Ultrastructural three-dimensional reconstruction of human classical plaques in different stages of development shows that microglial cells are the major factor driving plaque formation by fibrillar amyloid-beta (Abeta) deposition. The amount of fibrillar Abeta released by microglial cells and the area of direct contact between amyloid and neuron determine the extent of dystrophic changes in neuronal processes and synapses. The volume of hypertrophic astrocytic processes separating fibrillar amyloid from neuron is a measure of the protective activation of astrocytes. On the bases of the volume of amyloid star, microglial cells, dystrophic neurites, and hypertrophic astrocytic processes, and spatial relationships between plaque components, three stages in classical plaque development have been distinguished: early, mature, and late.

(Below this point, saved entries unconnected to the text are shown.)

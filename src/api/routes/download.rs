//! File download handler: streams an asset's original rendition.
//!
//! The handler deliberately bypasses the JSON error machinery. Every
//! rejection, including internal lookup failures, is a bare `404 Not Found`
//! with an empty body so that neither asset existence nor repository
//! structure can be probed through this endpoint. The reason is logged.

use crate::api::AppState;
use crate::disposition::content_disposition;
use axum::{
    body::Body,
    extract::{Path, State},
    http::{StatusCode, header},
    response::{IntoResponse, Response},
};
use tokio_util::io::ReaderStream;

/// GET /bin/download.file/{id}/{filename} - Stream an asset's file
#[utoipa::path(
    get,
    path = "/bin/download.file/{id}/{filename}",
    tag = "download",
    params(
        ("id" = String, Path, description = "Opaque asset identifier"),
        ("filename" = String, Path, description = "Filename of the asset, matched case-insensitively")
    ),
    responses(
        (status = 200, description = "The asset's original bytes, with Content-Type and Content-Disposition headers"),
        (status = 404, description = "Unknown id, filename mismatch, non-asset resource, or malformed path; always an empty body")
    )
)]
pub async fn download_file(
    State(state): State<AppState>,
    Path(suffix): Path<String>,
) -> Response {
    // The wildcard capture drops the leading separator; restore it so the
    // suffix grammar sees the path as sent on the wire.
    let suffix = format!("/{suffix}");

    let download = match state.gateway.open_download(&suffix).await {
        Ok(download) => download,
        Err(e) => {
            tracing::error!(suffix = %suffix, error = %e, "download request rejected");
            return not_found();
        }
    };

    let force_download = state.gateway.config().force_download();
    let mut builder = Response::builder()
        .status(StatusCode::OK)
        .header(header::CONTENT_TYPE, &download.mime_type)
        .header(
            header::CONTENT_DISPOSITION,
            content_disposition(force_download, &download.filename),
        );
    // A zero size means unknown; leave the length to the transfer encoding
    if download.size > 0 {
        builder = builder.header(header::CONTENT_LENGTH, download.size);
    }

    match builder.body(Body::from_stream(ReaderStream::new(download.source))) {
        Ok(response) => response,
        Err(e) => {
            tracing::error!(error = %e, "could not build download response");
            StatusCode::INTERNAL_SERVER_ERROR.into_response()
        }
    }
}

/// GET /bin/download.file - Missing suffix
///
/// A request for the endpoint path with no suffix at all cannot name an
/// asset, so it gets the same empty 404 as every other rejection.
pub async fn download_missing_suffix() -> Response {
    not_found()
}

fn not_found() -> Response {
    StatusCode::NOT_FOUND.into_response()
}
//! Download URL grammar: building and parsing the `/<id>/<filename>` suffix.
//!
//! The download endpoint hides the repository structure behind a stable
//! static path, so the only client-visible coordinates of an asset are its
//! opaque id and its filename. This module owns that grammar in both
//! directions: [`download_url`] builds public URLs for the view models and
//! [`parse_suffix`] validates incoming request suffixes.

use crate::error::DownloadRejection;
use crate::utils::is_blank;

/// The static base path of the download endpoint
pub const DOWNLOAD_PATH: &str = "/bin/download";

/// The extension of the download endpoint
pub const DOWNLOAD_EXTENSION: &str = "file";

const SUFFIX_SEPARATOR: char = '/';

/// A well-formed download suffix: the opaque asset id and the filename.
#[derive(Clone, Debug, PartialEq, Eq)]
pub struct DownloadSuffix {
    /// Opaque asset identifier
    pub id: String,
    /// Filename as carried in the URL
    pub filename: String,
}

/// Parses the request suffix into `(id, filename)`.
///
/// The suffix is well-formed iff splitting on `/` (preserving empty segments)
/// yields exactly three parts: an empty leading segment from the leading
/// slash, a non-blank id, and a non-blank filename. No normalization and no
/// decoding happen here; the HTTP layer has already percent-decoded the path.
pub fn parse_suffix(suffix: &str) -> Result<DownloadSuffix, DownloadRejection> {
    let malformed = || DownloadRejection::MalformedSuffix {
        suffix: suffix.to_string(),
    };

    if is_blank(suffix) {
        return Err(malformed());
    }

    let parts: Vec<&str> = suffix.split(SUFFIX_SEPARATOR).collect();
    let [lead, id, filename] = parts.as_slice() else {
        return Err(malformed());
    };

    if !lead.is_empty() || is_blank(id) || is_blank(filename) {
        return Err(malformed());
    }

    Ok(DownloadSuffix {
        id: id.to_string(),
        filename: filename.to_string(),
    })
}

/// Builds the public download URL for an asset, or `None` when either part
/// is blank (a blank part would produce a URL the endpoint rejects anyway).
pub fn download_url(id: &str, filename: &str) -> Option<String> {
    if is_blank(id) || is_blank(filename) {
        tracing::error!(
            id,
            filename,
            "missing required information for a download URL"
        );
        return None;
    }
    Some(format!(
        "{DOWNLOAD_PATH}.{DOWNLOAD_EXTENSION}/{id}/{filename}"
    ))
}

In early plaque, the leading pathology is fibrillar Abeta deposition by microglial cells with amyloid star formation. The mature plaque is characterized by a balance between amyloid production, neuronal dystrophy, and astrocyte hypertrophy. In late classical plaque, microglial cells retract and expose neuropil on direct contact with amyloid star, enhancing both dystrophic changes in neurons and hypertrophic changes in astrocytes. In late plaques, activation of astrocytes predominates. They degrade amyloid star and peripheral amyloid wisps. The effect of these changes is classical plaque degradation to fibrillar primitive and finally to nonfibrillar, diffuse-like plaques.